Using this syntax for rules, we provide that any operator can be easily renamed by replacing expression "[[oldName]" by "[[newName]" in any text editor.

To use user-defined operators, they should be defined in the system reserved section "sUserTagTranslation" through known predefined functions in the system (for example, to be executed by the converter based on embedded rules on http://opt2code.com) or functions which are defined in the section "sTagDef" in JavaScript code (for the converter based on user-defined rules on http://opt2code.com). Note that since these rules can be defined after the entire text has been written, the user can fully concentrate on the task of writing. The user can also later use some rules which were published by other users. By default, if the corresponding function for an operator is not found, the result would be the empty string.

If you are a bit familiar with HTML format you can see some remote analogy with the language we define. Indeed, the tree of HTML tags corresponds to the tree of operators. But the attentive reader can ask now how the properties of a HTTP tags (<tagName propName1="value1" propName2="value2" propName3="value3" ...>) correspond with the Opt2Code syntax. Now we will explain it. In general, the user-defined operator declaration are defined by an expression of the form

"[[nameOfOperator][arg1expr][arg2expr]...[argNexpr]]",
where an argument expression doesn't contain the symbol "]". A variable of the form "argXexp" from the previous operator declaration we call an argument expression of an operator. As for tags in HTML, we can define a value for a named variable using expression "propertyName=propertyValue" in an argument expression of an operator so that, say, it can influence on the formatting of the text, but the ideology of the usage of an argument expression is different. As for operators, we promote creation of a user-defined argument expression which the user can redefine. It can be done after writing a text in the section "sUserPropTranslation" using an expression of the form
"][argumentExpression]=propertyName=propertyValue"
or
"][argumentExpression]=otherArgumentExpression".
As for operators, in order to fix the meaning of an argument expression it is recommended to document it in the section "sDefDesc". It should be done in an expression of the form "][argumentExpression]- the description text". As for operators, such syntax allows us to rename any argument expression by replacing an expression "][oldArgumentExpression]" by "][newArgumentExpression]" in any text editor.

Now consider the code


[[h2]]
Terms of Use


[[pf]]...

[[pf]]
Any rights not expressly granted herein are reserved.


[[pfh]]
Contact Information
[[pf]]
We welcome your comments regarding the Terms of Use. If you believe that the Site has not adhered to this Agreement, please contact us. We will use commercially reasonable efforts to promptly determine and remedy the problem.

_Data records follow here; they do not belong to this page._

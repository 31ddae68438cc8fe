//! Configuration loading for the TUI.
//!
//! Responsibilities:
//! - Load configuration with `.env`, environment and CLI overrides.
//! - Load the message catalog and pick a color theme.
//!
//! Invariants:
//! - Configuration precedence: CLI args > env vars > `.env` > defaults.
//! - A broken message catalog never prevents startup; built-in strings are used.

use anyhow::{Context, Result};
use savesearch_config::{Config, ConfigLoader, Messages, Theme};

use crate::cli::Cli;

/// Load configuration, applying CLI overrides last.
pub fn load_config(cli: &Cli) -> Result<Config> {
    let mut loader = ConfigLoader::new()
        .load_dotenv()
        .context("Failed to load .env file")?
        .from_env()
        .context("Failed to read environment configuration")?;

    if let Some(base_url) = &cli.base_url {
        loader = loader.with_base_url(base_url.clone());
    }
    if let Some(path) = &cli.messages {
        loader = loader.with_messages_path(path.clone());
    }

    loader.build().context("Invalid configuration")
}

/// Load the message catalog named by the configuration, if any.
pub fn load_messages(config: &Config) -> Messages {
    let Some(path) = &config.messages_path else {
        return Messages::new();
    };

    match Messages::from_file(path) {
        Ok(messages) => {
            tracing::info!(path = %path.display(), "Loaded message catalog");
            messages
        }
        Err(e) => {
            tracing::warn!("{}. Using built-in messages.", e);
            Messages::new()
        }
    }
}

/// Monochrome when `NO_COLOR` is set to a non-empty value.
pub fn select_theme() -> Theme {
    match std::env::var_os("NO_COLOR") {
        Some(v) if !v.is_empty() => Theme::monochrome(),
        _ => Theme::default(),
    }
}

[[pf]] Email Contact: [[var][contactEmailArg]]

[[pfh]]
Entire User Agreement

[[pf]]
This Agreement is the complete and entire agreement between the parties and supersedes any prior agreement, whether written or oral.

[[sConfStart]]
[[sUserTagTranslation]]

[[h2]=h2
[[h3]=h3
[[pfh]=paragraphHeader
[[pf]=paragraph
[[ul]=ul
[[li]=li
[[var]=var

[[sUserPropTranslation]]

][contactEmailArg]=sValue=test@test.com


[[sConfEnd]]
        
        
Here the argument expression contactEmailArg is rewritten in the section "sUserPropTranslation" into sValue=test@test.com, "var" is embedded system operator defined to return value of its property "sValue". Using the online converter Opt2Code (based on embedded rules), we get

Terms of Use

...

Any rights not expressly granted herein are reserved.

Contact Information

We welcome your comments regarding the Terms of Use. If you believe that the Site has not adhered to this Agreement, please contact us. We will use commercially reasonable efforts to promptly determine and remedy the problem.

Email Contact: test@test.com

Entire User Agreement

This Agreement is the complete and entire agreement between the parties and supersedes any prior agreement, whether written or oral.

We haven't discussed yet how Opt2Code can help us to avoid problems with online translators. Indeed, human readable names of operators as well as argument expressions can be translated into another language and that will inevitably break the code. The Opt2Code online tool solves this problem by transforming the initial code into digital form by renaming user-defined operators and argument expressions into numbers and adding substitution rules into system sections (which are reserved for it) to save mapping between the old notation and the new notation to make this operation reversible. As a result, the user-defined part of the text contains only numeric operator expressions which are, in most cases, not changed by online translator so that the translated text keeps its formatting settings (of cause, if the order of these operators is not changed). So, we call this resulting code a digital form (of Opt2Code code). The result of backward transformation is called a user form (of Opt2Code code). See the chain of transformations below: initial view, digital view, digital view translated into German, user form for translated text.
The initial view:


[[h2]]
Terms of Use


[[pf]]...

[[pf]]
Any rights not expressly granted herein are reserved.


[[pfh]]
Contact Information
[[pf]]
We welcome your comments regarding the Terms of Use. If you believe that the Site has not adhered to this Agreement, please contact us. We will use commercially reasonable efforts to promptly determine and remedy the problem.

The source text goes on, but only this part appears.